Of course, that is not the ultimate truth. There are many whose ambition revolves around standing in front of a respectful class, with dignity, brimming with knowledge and having the power to mould young minds.
Kids love to enact their teachers – no sooner are they home from school than they take their long rulers and books and teach plants, walls or whatever they think could do for a class. I remember my granny chasing me for beating up all her precious plants in my enthusiasm to teach them how to count!! And that made my mother get me a box of chalk pieces and a portable black board. Needless to say, granny was greatly relieved, and for me it was equal to getting promoted.
Come September 5, it is time once again to celebrate and honour the noblest of professions. I personally believe that one should become a teacher only if one really has an insatiable thirst, an undying ambition and great respect for the profession. For being a teacher is not a menial job – it brings with it the immense responsibility of not just moulding young minds but also setting an example of oneself for the impressionist youth to follow. A good teacher can create wonders and pave the way for the future of the country, but a bad one can equally destroy both individual and in turn the society.
My purpose here is not to speak of those teachers who do not understand the basics of imparting education thereby depriving children of the advantages of good education, but of those who have shaped the lives of millions by making themselves the very epitome of righteousness and knowledge.

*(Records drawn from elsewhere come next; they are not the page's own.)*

//! Strongly typed identifiers for portfolios and provider-side accounts.

// std
use std::{borrow::Borrow, ops::Deref};
// self
use crate::_prelude::*;

macro_rules! def_id {
	($name:ident, $doc:literal, $kind:literal) => {
		#[doc = $doc]
		#[derive(Clone, PartialEq, Eq, PartialOrd, Ord, Hash, Serialize, Deserialize)]
		#[serde(try_from = "String", into = "String")]
		pub struct $name(String);
		impl $name {
			/// Creates a new identifier after validation.
			pub fn new(value: impl AsRef<str>) -> Result<Self, IdentifierError> {
				let view = value.as_ref();

				validate_view($kind, view)?;

				Ok(Self(view.to_owned()))
			}
		}
		impl Deref for $name {
			type Target = str;

			fn deref(&self) -> &Self::Target {
				&self.0
			}
		}
		impl AsRef<str> for $name {
			fn as_ref(&self) -> &str {
				&self.0
			}
		}
		impl From<$name> for String {
			fn from(value: $name) -> Self {
				value.0
			}
		}
		impl TryFrom<String> for $name {
			type Error = IdentifierError;

			fn try_from(value: String) -> Result<Self, Self::Error> {
				validate_view($kind, &value)?;

				Ok(Self(value))
			}
		}
		impl Borrow<str> for $name {
			fn borrow(&self) -> &str {
				&self.0
			}
		}
		impl Debug for $name {
			fn fmt(&self, f: &mut Formatter) -> FmtResult {
				write!(f, concat!($kind, "({})"), self.0)
			}
		}
		impl Display for $name {
			fn fmt(&self, f: &mut Formatter) -> FmtResult {
				f.write_str(&self.0)
			}
		}
		impl FromStr for $name {
			type Err = IdentifierError;

			fn from_str(s: &str) -> Result<Self, Self::Err> {
				Self::new(s)
			}
		}
	};
}

const IDENTIFIER_MAX_LEN: usize = 128;

/// Error returned when identifier validation fails.
#[derive(Clone, Debug, PartialEq, Eq, Serialize, ThisError)]
pub enum IdentifierError {
	/// The identifier was empty.
	#[error("{kind} identifier cannot be empty.")]
	Empty {
		/// Kind of identifier (portfolio, provider user).
		kind: &'static str,
	},
	/// The identifier contains whitespace characters.
	#[error("{kind} identifier contains whitespace.")]
	ContainsWhitespace {
		/// Kind of identifier (portfolio, provider user).
		kind: &'static str,
	},
	/// The identifier exceeded the allowed character count.
	#[error("{kind} identifier exceeds {max} characters.")]
	TooLong {
		/// Kind of identifier (portfolio, provider user).
		kind: &'static str,
		/// Maximum permitted character count.
		max: usize,
	},
}

def_id! { PortfolioId, "Identifier of a portfolio owned by the external portfolio store.", "Portfolio" }
def_id! { ProviderUserId, "Account identifier returned by a provider's identity lookup.", "ProviderUser" }

fn validate_view(kind: &'static str, view: &str) -> Result<(), IdentifierError> {
	if view.is_empty() {
		return Err(IdentifierError::Empty { kind });
	}
	if view.chars().any(char::is_whitespace) {
		return Err(IdentifierError::ContainsWhitespace { kind });
	}
	if view.len() > IDENTIFIER_MAX_LEN {
		return Err(IdentifierError::TooLong { kind, max: IDENTIFIER_MAX_LEN });
	}

	Ok(())
}

#[cfg(test)]
mod tests {
	// self
	use super::*;

	#[test]
	fn identifiers_reject_padding_and_empty_values() {
		assert!(PortfolioId::new(" p1").is_err(), "Leading whitespace must be rejected.");
		assert!(PortfolioId::new("p1 ").is_err(), "Trailing whitespace must be rejected.");
		assert!(PortfolioId::new("").is_err());
		assert!(ProviderUserId::new("17841400000000000").is_ok());

		let portfolio = PortfolioId::new("p1").expect("Portfolio fixture should be valid.");

		assert_eq!(portfolio.as_ref(), "p1");
		assert_eq!(format!("{portfolio:?}"), "Portfolio(p1)");
	}

	#[test]
	fn serde_round_trip_enforces_validation() {
		let portfolio: PortfolioId =
			serde_json::from_str("\"portfolio-42\"").expect("Portfolio should deserialize.");

		assert_eq!(portfolio.as_ref(), "portfolio-42");
		assert!(serde_json::from_str::<PortfolioId>("\"with space\"").is_err());
	}

	#[test]
	fn length_limit_is_inclusive() {
		let exact = "a".repeat(IDENTIFIER_MAX_LEN);

		PortfolioId::new(&exact).expect("Exact length should succeed.");

		let too_long = "a".repeat(IDENTIFIER_MAX_LEN + 1);

		assert!(matches!(
			PortfolioId::new(&too_long),
			Err(IdentifierError::TooLong { kind: "Portfolio", max: IDENTIFIER_MAX_LEN })
		));
	}

	#[test]
	fn borrow_supports_fast_lookup() {
		let map: HashMap<PortfolioId, u8> = HashMap::from_iter([(
			PortfolioId::new("p1").expect("Portfolio used for lookup should be valid."),
			7_u8,
		)]);

		assert_eq!(map.get("p1"), Some(&7));
	}
}
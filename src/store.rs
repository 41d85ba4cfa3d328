//! Storage contract and built-in store implementations for platform connection records.

pub mod file;
pub mod memory;

pub use file::FileStore;
pub use memory::MemoryStore;

// self
use crate::{_prelude::*, auth::PortfolioId, platform::PlatformId};

/// Boxed future returned by [`ConnectionStore`] methods.
pub type StoreFuture<'a, T> = Pin<Box<dyn Future<Output = Result<T, StoreError>> + 'a + Send>>;

/// Read/write contract of the external connection table.
///
/// Only the link orchestrator writes through this trait; every write is a full upsert of the
/// (portfolio, platform) row, stamped with the store's clock.
pub trait ConnectionStore
where
	Self: Send + Sync,
{
	/// Inserts or replaces the row for the update's (portfolio, platform) pair.
	fn upsert(&self, update: ConnectionUpdate) -> StoreFuture<'_, ()>;

	/// Fetches the row for the pair, if present.
	fn get<'a>(
		&'a self,
		portfolio_id: &'a PortfolioId,
		platform_id: PlatformId,
	) -> StoreFuture<'a, Option<PlatformConnection>>;
}

/// Error type produced by [`ConnectionStore`] implementations.
#[derive(Clone, Debug, PartialEq, Eq, Serialize, Deserialize, ThisError)]
pub enum StoreError {
	/// Serialization failures surfaced by the backend.
	#[error("Serialization error: {message}.")]
	Serialization {
		/// Human-readable error payload.
		message: String,
	},
	/// Backend-level failure for the storage engine.
	#[error("Backend failure: {message}.")]
	Backend {
		/// Human-readable error payload.
		message: String,
	},
}

/// Unique key identifying a stored connection row.
#[derive(Clone, Debug, PartialEq, Eq, Hash, Serialize, Deserialize)]
pub struct ConnectionKey {
	/// Portfolio component.
	pub portfolio_id: PortfolioId,
	/// Platform component.
	pub platform_id: PlatformId,
}
impl ConnectionKey {
	/// Builds a key for the pair.
	pub fn new(portfolio_id: &PortfolioId, platform_id: PlatformId) -> Self {
		Self { portfolio_id: portfolio_id.clone(), platform_id }
	}
}

/// One platform's link state for one portfolio, as persisted.
#[derive(Clone, Debug, PartialEq, Eq, Serialize, Deserialize)]
pub struct PlatformConnection {
	/// Owning portfolio.
	pub portfolio_id: PortfolioId,
	/// Linked platform.
	pub platform_id: PlatformId,
	/// Whether the platform is currently linked.
	pub is_connected: bool,
	/// Best-effort follower count; zero when unknown or disconnected.
	pub follower_count: u64,
	/// Best-effort media count; absent when unknown or disconnected.
	pub media_count: Option<u64>,
	/// Provider account name captured at connect time.
	pub provider_display_name: Option<String>,
	/// When the row was last written.
	#[serde(with = "time::serde::rfc3339")]
	pub updated_at: OffsetDateTime,
}
impl PlatformConnection {
	/// Key of the row.
	pub fn key(&self) -> ConnectionKey {
		ConnectionKey::new(&self.portfolio_id, self.platform_id)
	}

	/// Follower count, zero unless connected.
	pub fn followers(&self) -> u64 {
		if self.is_connected { self.follower_count } else { 0 }
	}
}

/// A validated write against the connection table.
///
/// Constructed only through [`ConnectionUpdate::connected`] or
/// [`ConnectionUpdate::disconnected`], so a disconnected row can never carry metrics.
#[derive(Clone, Debug, PartialEq, Eq, Serialize)]
pub struct ConnectionUpdate {
	portfolio_id: PortfolioId,
	platform_id: PlatformId,
	is_connected: bool,
	follower_count: u64,
	media_count: Option<u64>,
	provider_display_name: Option<String>,
}
impl ConnectionUpdate {
	/// Marks the pair connected with best-effort metrics.
	pub fn connected(
		portfolio_id: PortfolioId,
		platform_id: PlatformId,
		follower_count: u64,
		media_count: Option<u64>,
		provider_display_name: Option<String>,
	) -> Self {
		Self {
			portfolio_id,
			platform_id,
			is_connected: true,
			follower_count,
			media_count,
			provider_display_name,
		}
	}

	/// Marks the pair disconnected and clears its metrics.
	pub fn disconnected(portfolio_id: PortfolioId, platform_id: PlatformId) -> Self {
		Self {
			portfolio_id,
			platform_id,
			is_connected: false,
			follower_count: 0,
			media_count: None,
			provider_display_name: None,
		}
	}

	/// Target portfolio.
	pub fn portfolio_id(&self) -> &PortfolioId {
		&self.portfolio_id
	}

	/// Target platform.
	pub fn platform_id(&self) -> PlatformId {
		self.platform_id
	}

	/// Connected flag written by this update.
	pub fn is_connected(&self) -> bool {
		self.is_connected
	}

	/// Follower count written by this update.
	pub fn follower_count(&self) -> u64 {
		self.follower_count
	}

	/// Media count written by this update.
	pub fn media_count(&self) -> Option<u64> {
		self.media_count
	}

	/// Provider account name written by this update.
	pub fn provider_display_name(&self) -> Option<&str> {
		self.provider_display_name.as_deref()
	}

	/// Key of the row this update targets.
	pub fn key(&self) -> ConnectionKey {
		ConnectionKey::new(&self.portfolio_id, self.platform_id)
	}

	/// Materializes the row, stamped at `updated_at`.
	pub fn into_connection(self, updated_at: OffsetDateTime) -> PlatformConnection {
		PlatformConnection {
			portfolio_id: self.portfolio_id,
			platform_id: self.platform_id,
			is_connected: self.is_connected,
			follower_count: self.follower_count,
			media_count: self.media_count,
			provider_display_name: self.provider_display_name,
			updated_at,
		}
	}
}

My own school life revolved around teachers as much as it did around my friends. It has been years since I passed out of Besant English School where I studied from first to tenth standard, but their memories are fresh as a daisy. In primary, I was, like my classmates, in awe of the tall headmistress – to us little kids she seemed more than six feet in height. A lady of great dignity and poise, she definitely left an indelible impression on my growing mind. To this day, I have not seen any lady more fitting for the role of headmistress.
The lady who succeeded her, and who, until recently held the office, is another of my favourite teachers. One of the sweetest of human beings, she taught us cute songs like ‘I lost my mango, what do I do?’ She taught us only one line of the song, the one I mention here, but its tune and simplicity make its unforgettable. I remember, during a science class, I asked her if we couldn’t go in to the outer space from under the earth rather than through the sky, for which she replied, ‘you can dig the earth and go.’ It was lovely being her student, and she was a favourite not just with me but the entire school.
Two other teachers of whom I cherish a fond memory are those who taught me during the transition from primary to high school. They were more like friends than teachers, and had even visited my home when I was sick for some days. With them I shared not only a great school life, but our correspondence continued through letters even after they were posted elsewhere. It was agony for me when they left, but their letters I preserve to this day. Incidentally, one of them taught Kannada, the subject I loathed the most, but I do not ever remember hating it when she taught me.
The teacher who was closest to me was a north-Indian who taught us for less than two years. She was a favourite of the entire class, more so because we felt her to be ‘one of our own.’ She would talk the way we did amongst our friends, tell us delightful stories and anecdotes from out of her own life, and kept us in good humour no matter how cloudy the day. I, in fact, even wrote an essay on her as a tribute when we finished school, and though it was rather childish, the essay delighted her, and that made it worth the effort.
Perhaps you may wonder why I have not named any of my teachers – no, it is not because I do not remember their names – that is impossible. By not mentioning names, my only endeavour is to pay my tribute not just to the individuals who made me what I am today, but to the entire teaching fraternity, for those truly blessed people who touch our lives in a way that etches a life-long impression that can never be erased with the flow of time.
Teachers, without you, the world would have ended a long time ago. Thank you for weaving the threads of society that make up the colourful fabric of knowledge, love and humanity the world clothes itself in.